Il reconnaît « que le foulard peut être une attitude politique. D’ailleurs, on favorise cette attitude politique en en parlant autant. Je me suis suffisamment occupé de sociologie religieuse pour pouvoir aborder cette question : plus on en parle, plus on renforce les convictions. Je suis pour la liberté religieuse et de conviction à la condition que l’on respecte les lois de l’État belge. »
Face aux tensions actuelles, si l’on veut s’écouter et se comprendre, prendre le temps de peser chaque mot permettra aussi d’enrichir le débat et peut-être d’en sortir enfin vers le haut. En attendant, cette nouvelle flambée de tension amène « une vraie radicalisation des deux cotés », précisent-ils tous les deux.

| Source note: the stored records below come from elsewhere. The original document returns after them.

use syntax_blocks::{BlockInfo, Language, LanguageParser, Range, SourceDocument};

fn document(id: &str, text: &str) -> SourceDocument {
    SourceDocument::new(id, 1, text)
}

fn summary(blocks: &[BlockInfo]) -> Vec<(&'static str, String)> {
    blocks
        .iter()
        .map(|block| (block.category(), block.name().unwrap_or_default().to_string()))
        .collect()
}

#[tokio::test]
async fn python_classes_and_methods() {
    let parser = LanguageParser::with_builtin_grammar(Language::Python);
    let doc = document(
        "greeter.py",
        r#"
class Greeter:
    def __init__(self, name):
        self.name = name

    def greet(self, loud=False):
        return f"hi {self.name}"

def main():
    Greeter("x").greet()
"#,
    );

    let symbols = parser
        .list_all_functions_and_classes(&doc)
        .await
        .expect("symbols");
    assert_eq!(
        summary(&symbols),
        vec![
            ("class", "Greeter".to_string()),
            ("function", "__init__".to_string()),
            ("function", "greet".to_string()),
            ("function", "main".to_string()),
        ]
    );
}

#[tokio::test]
async fn rust_items_and_signatures() {
    let parser = LanguageParser::with_builtin_grammar(Language::Rust);
    let doc = document(
        "lib.rs",
        "pub struct Point { x: i32 }\n\npub trait Shape {\n    fn area(&self) -> f64;\n}\n\nfn origin() -> Point { Point { x: 0 } }\n",
    );

    let symbols = parser
        .list_all_functions_and_classes(&doc)
        .await
        .expect("symbols");
    assert_eq!(
        summary(&symbols),
        vec![
            ("class", "Point".to_string()),
            ("class", "Shape".to_string()),
            ("function", "area".to_string()),
            ("function", "origin".to_string()),
        ]
    );
}

#[tokio::test]
async fn offset_lookup_prefers_smallest_enclosing_function() {
    let source = "function outer() {\n  function inner(x) {\n    return x;\n  }\n  return inner;\n}\n";
    let parser = LanguageParser::with_builtin_grammar(Language::JavaScript);
    let doc = document("nested.js", source);

    let inside_inner = source.find("return x").expect("offset");
    let block = parser
        .find_block_at_offset(&doc, inside_inner)
        .await
        .expect("lookup")
        .expect("block");
    assert_eq!(block.name(), Some("inner"));
    assert_eq!(block.range(), Range::new(2, 3, 4, 4));

    let inside_outer = source.find("return inner").expect("offset");
    let block = parser
        .find_block_at_offset(&doc, inside_outer)
        .await
        .expect("lookup")
        .expect("block");
    assert_eq!(block.name(), Some("outer"));
}

#[tokio::test]
async fn offset_on_closing_brace_is_inside() {
    let source = "function f() {}\nlet x = 1;\n";
    let parser = LanguageParser::with_builtin_grammar(Language::JavaScript);
    let doc = document("end.js", source);

    let closing = source.find('}').expect("offset");
    let block = parser
        .find_block_at_offset(&doc, closing)
        .await
        .expect("lookup");
    assert_eq!(block.as_ref().and_then(BlockInfo::name), Some("f"));

    let after = source.find("x =").expect("offset");
    let block = parser.find_block_at_offset(&doc, after).await.expect("lookup");
    assert_eq!(block.map(|b| b.kind().to_string()), Some("lexical_declaration".to_string()));
}

#[tokio::test]
async fn exported_arrow_is_reported_over_the_declaration() {
    let source = "export const load = async (url) => {\n  return fetch(url);\n};\n";
    let parser = LanguageParser::with_builtin_grammar(Language::TypeScript);
    let doc = document("load.ts", source);

    let symbols = parser
        .list_all_functions_and_classes(&doc)
        .await
        .expect("symbols");
    assert_eq!(symbols.len(), 1);
    let BlockInfo::Function(info) = &symbols[0] else {
        panic!("expected function, got {:?}", symbols[0]);
    };
    assert_eq!(info.name, "load");
    assert_eq!(info.parameter_names, vec!["url".to_string()]);
    assert_eq!(info.kind, "arrow_function");
    // `export` wraps the declaration; the reported range starts at `const`.
    assert_eq!((info.range.start_line, info.range.start_column), (1, 8));
    assert_eq!(info.range.end_line, 3);
}

#[tokio::test]
async fn jsx_markup_counts_as_blocks() {
    let source = "const App = () => <div><span>{name}</span></div>;\n";
    let parser = LanguageParser::with_builtin_grammar(Language::JavaScriptReact);
    let doc = document("app.jsx", source);

    let blocks = parser.list_all_blocks(&doc).await.expect("blocks");
    let kinds: Vec<_> = blocks.iter().map(BlockInfo::kind).collect();
    assert!(kinds.contains(&"jsx_element"), "got {kinds:?}");
    assert!(kinds.contains(&"jsx_expression"), "got {kinds:?}");

    let plain = LanguageParser::with_builtin_grammar(Language::JavaScript);
    let blocks = plain.list_all_blocks(&doc).await.expect("blocks");
    assert!(blocks.iter().all(|block| !block.kind().starts_with("jsx")));
}

#[tokio::test]
async fn go_and_java_symbols() {
    let go = LanguageParser::with_builtin_grammar(Language::Go);
    let doc = document(
        "main.go",
        "package main\n\ntype Server struct{}\n\nfunc (s *Server) Start(port int) {}\n",
    );
    let symbols = go.list_all_functions_and_classes(&doc).await.expect("symbols");
    assert_eq!(
        summary(&symbols),
        vec![
            ("class", "Server".to_string()),
            ("function", "Start".to_string()),
        ]
    );

    let java = LanguageParser::with_builtin_grammar(Language::Java);
    let doc = document(
        "App.java",
        "public class App {\n  public App(int size) {}\n  void run() {}\n}\n",
    );
    let symbols = java
        .list_all_functions_and_classes(&doc)
        .await
        .expect("symbols");
    assert_eq!(
        summary(&symbols),
        vec![
            ("class", "App".to_string()),
            ("function", "App".to_string()),
            ("function", "run".to_string()),
        ]
    );
}

#[tokio::test]
async fn range_lookup_and_error_free_container() {
    let source = "class Store {\n  get(key) {\n    return this.items[key];\n  }\n}\nfunction broken( {\n";
    let parser = LanguageParser::with_builtin_grammar(Language::JavaScript);
    let doc = document("store.js", source);

    let block = parser
        .find_block_in_range(&doc, Range::new(3, 5, 3, 10))
        .await
        .expect("lookup")
        .expect("block");
    assert_eq!(block.category(), "class");
    assert_eq!(block.name(), Some("Store"));

    let container = parser
        .find_error_free_block(source, Range::new(3, 5, 3, 10))
        .await
        .expect("container");
    assert_eq!(container.kind(), "class_declaration");
    assert_eq!(container.range().start_line, 1);
    assert_eq!(container.range().end_line, 5);
}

À Malines, la neutralité doit émaner des actes et non de l’apparence
Sur son site internet, Unia.be évoque, pour donner un exemple de neutralité inclusive, la ville de Malines où le bourgmestre est le libéral flamand, Bart Somers : la Ville de Malines indique dans son code déontologique : “(… ) La neutralité doit émaner des actes et non de l’apparence des agents. C’est pourquoi il n’y a pas de restriction au port de signes convictionnels et ce, quelle que soit la fonction, sauf en cas de violation de la loi ou de l’ordre public (voir art. 104 et 105 du Règlement général administratif de police) ou en cas d’atteinte à la sécurité et à l’hygiène. Aucune plainte de citoyens/usagers ne peut donner lieu à une révision de ces instructions.”